Exercise aim
Identify, in the records below, every line where the string "ExcelDateTime" appears, and copy each such line.

Dataset extract
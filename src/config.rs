//! Analyzer configuration
//!
//! Every field has a default, so a YAML file only needs the keys it changes:
//!
//! ```yaml
//! streaming_threshold_bytes: 5242880
//! memory_ceiling_bytes: 104857600
//! ```

use crate::error::{SheetcheckError, SheetcheckResult};
use serde::{Deserialize, Serialize};
use std::path::Path;

/// 10 MiB
pub const DEFAULT_STREAMING_THRESHOLD: u64 = 10 * 1024 * 1024;
/// 200 MiB
pub const DEFAULT_MEMORY_CEILING: u64 = 200 * 1024 * 1024;

#[derive(Debug, Clone, PartialEq, Serialize, Deserialize)]
#[serde(default)]
pub struct AnalyzerConfig {
    /// Inputs of at least this many bytes take the streaming path
    pub streaming_threshold_bytes: u64,
    /// Resident memory above which the streaming watchdog releases spare buffers
    pub memory_ceiling_bytes: u64,
    /// Rows between two watchdog samples
    pub watchdog_interval_rows: u64,
    /// Formulas reading more references than this are flagged
    pub max_precedents: usize,
    /// Duplicate detection ignores values of this many characters or fewer
    pub duplicate_min_length: usize,
    /// Columns with fewer populated cells are not checked for mixed types
    pub mixed_type_min_cells: usize,
}

impl Default for AnalyzerConfig {
    fn default() -> Self {
        Self {
            streaming_threshold_bytes: DEFAULT_STREAMING_THRESHOLD,
            memory_ceiling_bytes: DEFAULT_MEMORY_CEILING,
            watchdog_interval_rows: 1000,
            max_precedents: 10,
            duplicate_min_length: 3,
            mixed_type_min_cells: 5,
        }
    }
}

impl AnalyzerConfig {
    pub fn from_yaml_str(yaml: &str) -> SheetcheckResult<Self> {
        let config: AnalyzerConfig = serde_yaml::from_str(yaml)?;
        config.validate()?;
        Ok(config)
    }

    pub fn load(path: &Path) -> SheetcheckResult<Self> {
        let content = std::fs::read_to_string(path)?;
        Self::from_yaml_str(&content)
    }

    pub fn validate(&self) -> SheetcheckResult<()> {
        if self.watchdog_interval_rows == 0 {
            return Err(SheetcheckError::Config(
                "watchdog_interval_rows must be at least 1".to_string(),
            ));
        }
        if self.mixed_type_min_cells == 0 {
            return Err(SheetcheckError::Config(
                "mixed_type_min_cells must be at least 1".to_string(),
            ));
        }
        Ok(())
    }
}

#[cfg(test)]
mod tests {
    use super::*;

    #[test]
    fn test_defaults() {
        let config = AnalyzerConfig::default();
        assert_eq!(config.streaming_threshold_bytes, 10_485_760);
        assert_eq!(config.memory_ceiling_bytes, 209_715_200);
        assert_eq!(config.max_precedents, 10);
        assert!(config.validate().is_ok());
    }

    #[test]
    fn test_partial_yaml_keeps_defaults() {
        let config = AnalyzerConfig::from_yaml_str("streaming_threshold_bytes: 1024\n").unwrap();
        assert_eq!(config.streaming_threshold_bytes, 1024);
        assert_eq!(config.duplicate_min_length, 3);
    }

    #[test]
    fn test_zero_watchdog_interval_rejected() {
        let result = AnalyzerConfig::from_yaml_str("watchdog_interval_rows: 0\n");
        assert!(matches!(result, Err(SheetcheckError::Config(_))));
    }

    #[test]
    fn test_bad_yaml_is_a_yaml_error() {
        let result = AnalyzerConfig::from_yaml_str("streaming_threshold_bytes: [1, 2]\n");
        assert!(matches!(result, Err(SheetcheckError::Yaml(_))));
    }

    #[test]
    fn test_load_from_file() {
        let dir = tempfile::tempdir().unwrap();
        let path = dir.path().join("sheetcheck.yaml");
        std::fs::write(&path, "max_precedents: 4\n").unwrap();
        let config = AnalyzerConfig::load(&path).unwrap();
        assert_eq!(config.max_precedents, 4);
    }
}
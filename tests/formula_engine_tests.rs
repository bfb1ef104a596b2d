//! Formula engine over workbooks read from real .xlsx bytes

use pretty_assertions::assert_eq;
use royalbit_sheetcheck::core::formula_engine::{ErrorValue, ValidationError, Value};
use royalbit_sheetcheck::core::{CellAddress, FormulaEngine};
use royalbit_sheetcheck::excel::ExcelImporter;
use royalbit_sheetcheck::SpreadsheetDocument;
use rust_xlsxwriter::{ExcelDateTime, Format, Formula, Workbook};

fn addr(text: &str) -> CellAddress {
    CellAddress::parse(text).unwrap()
}

fn import(workbook: &mut Workbook) -> SpreadsheetDocument {
    let bytes = workbook.save_to_buffer().unwrap();
    ExcelImporter::new(&bytes).import().unwrap().document
}

/// Inputs on one sheet, calculations on another
fn two_sheet_document() -> SpreadsheetDocument {
    let mut workbook = Workbook::new();
    let inputs = workbook.add_worksheet().set_name("Inputs").unwrap();
    inputs.write_number(0, 0, 120).unwrap();
    inputs.write_number(1, 0, 0.25).unwrap();
    let date = ExcelDateTime::from_ymd(2024, 1, 15).unwrap();
    inputs
        .write_datetime_with_format(2, 0, &date, &Format::new().set_num_format("yyyy-mm-dd"))
        .unwrap();

    let calc = workbook.add_worksheet().set_name("Calc").unwrap();
    calc.write_formula(0, 0, Formula::new("=Inputs!A1*Inputs!A2"))
        .unwrap();
    calc.write_formula(1, 0, Formula::new("=A1+SUM(Inputs!A1:A2)"))
        .unwrap();
    calc.write_formula(2, 0, Formula::new("=DATE(2024,1,15)-Inputs!A3"))
        .unwrap();
    import(&mut workbook)
}

#[test]
fn test_cross_sheet_calculation() {
    let document = two_sheet_document();
    let engine = FormulaEngine::load_workbook(&document).unwrap();

    assert_eq!(engine.formula_count(), 3);
    assert_eq!(engine.evaluate_cell("Calc", addr("A1")).unwrap(), Value::Number(30.0));
    assert_eq!(engine.evaluate_cell("Calc", addr("A2")).unwrap(), Value::Number(150.25));
    assert_eq!(engine.evaluate_cell("Calc", addr("A3")).unwrap(), Value::Number(0.0));
}

#[test]
fn test_dates_load_as_serials() {
    let document = two_sheet_document();
    let engine = FormulaEngine::load_workbook(&document).unwrap();
    assert_eq!(
        engine.evaluate_cell("Inputs", addr("A3")).unwrap(),
        Value::Number(45306.0)
    );
}

#[test]
fn test_cross_sheet_dependencies() {
    let document = two_sheet_document();
    let engine = FormulaEngine::load_workbook(&document).unwrap();

    let deps = engine.get_dependencies("Calc", addr("A2")).unwrap();
    assert_eq!(deps.precedents, vec!["A1", "Inputs!A1:A2"]);

    let inputs = engine.get_dependencies("Inputs", addr("A1")).unwrap();
    assert!(inputs.precedents.is_empty());
    assert_eq!(inputs.dependents, vec!["Calc!A1", "Calc!A2"]);

    let calc = engine.get_dependencies("Calc", addr("A1")).unwrap();
    assert_eq!(calc.dependents, vec!["A2"]);
}

#[test]
fn test_evaluate_in_sheet_context() {
    let document = two_sheet_document();
    let engine = FormulaEngine::load_workbook(&document).unwrap();

    let evaluation = engine.evaluate_formula("=A1*2", "Inputs").unwrap();
    assert_eq!(evaluation.value, Value::Number(240.0));

    let evaluation = engine.evaluate_formula("=A1/0", "Calc").unwrap();
    assert_eq!(evaluation.error(), Some(ErrorValue::DivZero));

    assert!(engine.evaluate_formula("=A1", "Missing").is_err());
}

#[test]
fn test_validation_suggestions_by_error_class() {
    let document = two_sheet_document();
    let engine = FormulaEngine::load_workbook(&document).unwrap();

    let cases = [
        ("=1/0", ErrorValue::DivZero, "IFERROR"),
        ("=NOPE(1)", ErrorValue::Name, "spelling"),
        ("=SQRT(-4)", ErrorValue::Num, "invalid"),
        ("=NA()", ErrorValue::NotAvailable, "lookup"),
    ];
    for (formula, error, hint) in cases {
        let validation = engine.validate_formula(formula, "Calc").unwrap();
        assert!(!validation.is_valid, "{formula}");
        assert_eq!(validation.error, Some(ValidationError::Evaluation(error)));
        assert!(validation.suggestion.unwrap().contains(hint), "{formula}");
    }
}

#[test]
fn test_cycle_across_sheets() {
    let mut workbook = Workbook::new();
    let first = workbook.add_worksheet().set_name("One").unwrap();
    first.write_formula(0, 0, Formula::new("=Two!A1+1")).unwrap();
    let second = workbook.add_worksheet().set_name("Two").unwrap();
    second.write_formula(0, 0, Formula::new("=One!A1*2")).unwrap();
    let document = import(&mut workbook);

    let engine = FormulaEngine::load_workbook(&document).unwrap();
    let cycles = engine.detect_circular_references().unwrap();
    assert_eq!(cycles.len(), 1);
    assert_eq!(cycles[0].cells.len(), 2);
    assert!(cycles[0].chain.contains("One!A1"));
    assert!(cycles[0].chain.contains("Two!A1"));
}

#[test]
fn test_optimizer_canonical_rewrites() {
    let document = SpreadsheetDocument::new();
    let engine = FormulaEngine::load_workbook(&document).unwrap();

    assert_eq!(engine.optimize_formula("((A1+0)*1)").optimized, "A1");
    assert_eq!(engine.optimize_formula("=A1--B1").optimized, "=A1+B1");
    assert_eq!(engine.optimize_formula("=A1+-B1").optimized, "=A1-B1");

    // String literals are left alone
    let literal = engine.optimize_formula("=\"(x+0)*1\"&A1");
    assert!(!literal.is_rewritten());
}

#[test]
fn test_scoped_engine_released_on_error_path() {
    let document = two_sheet_document();
    let outcome = FormulaEngine::scoped(&document, |engine| {
        engine.evaluate_formula("=1", "NoSuchSheet").map(|e| e.value)
    })
    .unwrap();
    assert!(outcome.is_err());
}

// =============================================================================
// Inputs at the edge of what the engine accepts
// =============================================================================

fn one_cell_engine() -> FormulaEngine {
    let mut workbook = Workbook::new();
    workbook.add_worksheet().write_number(0, 0, 5).unwrap();
    FormulaEngine::load_workbook(&import(&mut workbook)).unwrap()
}

#[test]
fn test_huge_date_arguments_are_num_errors() {
    let engine = one_cell_engine();
    for formula in ["=DATE(2024,1E300,1)", "=DATE(2024,1,-1E300)"] {
        let evaluation = engine.evaluate_formula(formula, "Sheet1").unwrap();
        assert_eq!(evaluation.error(), Some(ErrorValue::Num), "{formula}");
    }
}

#[test]
fn test_large_bounded_range_on_sparse_sheet() {
    let engine = one_cell_engine();
    let evaluation = engine
        .evaluate_formula("=COUNTIF(A1:Z1000000,\">0\")", "Sheet1")
        .unwrap();
    assert_eq!(evaluation.value, Value::Number(1.0));
    let evaluation = engine
        .evaluate_formula("=SUMIF(A1:Z1000000,\">0\")+MATCH(5,A1:A1000000,0)", "Sheet1")
        .unwrap();
    assert_eq!(evaluation.value, Value::Number(6.0));
}

#[test]
fn test_deeply_nested_formula_is_a_syntax_error() {
    let engine = one_cell_engine();
    let formula = format!("={}1{}", "(".repeat(1000), ")".repeat(1000));
    let validation = engine.validate_formula(&formula, "Sheet1").unwrap();
    assert!(!validation.is_valid);
    assert!(matches!(validation.error, Some(ValidationError::Parse(_))));
}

Your solution
use rust_xlsxwriter::{ExcelDateTime, Format, Formula, Workbook};
    let date = ExcelDateTime::from_ymd(2024, 1, 15).unwrap();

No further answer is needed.